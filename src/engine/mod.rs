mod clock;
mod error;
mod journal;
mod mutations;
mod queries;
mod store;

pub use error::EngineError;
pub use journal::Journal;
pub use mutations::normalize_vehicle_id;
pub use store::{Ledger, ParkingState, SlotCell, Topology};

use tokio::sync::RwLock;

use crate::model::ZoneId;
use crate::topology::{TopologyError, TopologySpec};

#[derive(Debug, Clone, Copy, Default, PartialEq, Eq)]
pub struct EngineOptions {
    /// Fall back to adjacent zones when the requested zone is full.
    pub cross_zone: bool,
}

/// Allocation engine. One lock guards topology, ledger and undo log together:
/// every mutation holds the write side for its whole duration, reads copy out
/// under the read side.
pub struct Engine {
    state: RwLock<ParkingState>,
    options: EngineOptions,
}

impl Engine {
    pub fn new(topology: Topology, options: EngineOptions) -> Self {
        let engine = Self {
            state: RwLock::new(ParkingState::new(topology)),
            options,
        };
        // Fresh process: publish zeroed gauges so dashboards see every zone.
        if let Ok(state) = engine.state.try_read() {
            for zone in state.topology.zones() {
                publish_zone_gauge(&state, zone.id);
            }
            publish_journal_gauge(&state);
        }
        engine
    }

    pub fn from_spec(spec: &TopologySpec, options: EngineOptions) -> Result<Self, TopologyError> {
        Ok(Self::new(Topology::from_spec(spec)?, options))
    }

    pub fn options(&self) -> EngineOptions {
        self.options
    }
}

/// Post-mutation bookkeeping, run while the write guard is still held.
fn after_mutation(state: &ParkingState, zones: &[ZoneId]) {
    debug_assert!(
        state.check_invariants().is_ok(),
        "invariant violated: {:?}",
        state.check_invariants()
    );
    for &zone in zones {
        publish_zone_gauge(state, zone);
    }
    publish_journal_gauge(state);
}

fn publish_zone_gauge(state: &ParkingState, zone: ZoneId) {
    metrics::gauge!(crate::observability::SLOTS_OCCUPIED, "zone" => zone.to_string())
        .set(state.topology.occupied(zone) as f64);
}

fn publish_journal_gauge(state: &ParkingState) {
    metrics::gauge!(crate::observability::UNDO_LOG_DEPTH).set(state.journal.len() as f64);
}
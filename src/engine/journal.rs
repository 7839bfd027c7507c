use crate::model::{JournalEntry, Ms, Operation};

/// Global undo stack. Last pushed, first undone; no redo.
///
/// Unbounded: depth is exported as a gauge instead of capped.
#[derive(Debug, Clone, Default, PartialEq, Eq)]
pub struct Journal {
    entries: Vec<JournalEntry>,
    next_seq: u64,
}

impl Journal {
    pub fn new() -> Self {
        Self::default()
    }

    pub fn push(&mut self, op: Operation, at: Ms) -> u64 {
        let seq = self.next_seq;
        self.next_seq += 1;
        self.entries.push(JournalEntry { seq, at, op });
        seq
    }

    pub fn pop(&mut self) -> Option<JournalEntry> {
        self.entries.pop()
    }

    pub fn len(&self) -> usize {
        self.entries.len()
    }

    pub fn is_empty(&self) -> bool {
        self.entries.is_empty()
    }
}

_ _ _ _

## WORK REQUEST
Your reply is to repeat, unchanged, the lines above running from the one with "pub fn push(&mut" up to and including the one with "pub fn pop(&mut".

## YOUR RESPONSE
    pub fn push(&mut self, op: Operation, at: Ms) -> u64 {
        let seq = self.next_seq;
        self.next_seq += 1;
        self.entries.push(JournalEntry { seq, at, op });
        seq
    }

    pub fn pop(&mut self) -> Option<JournalEntry> {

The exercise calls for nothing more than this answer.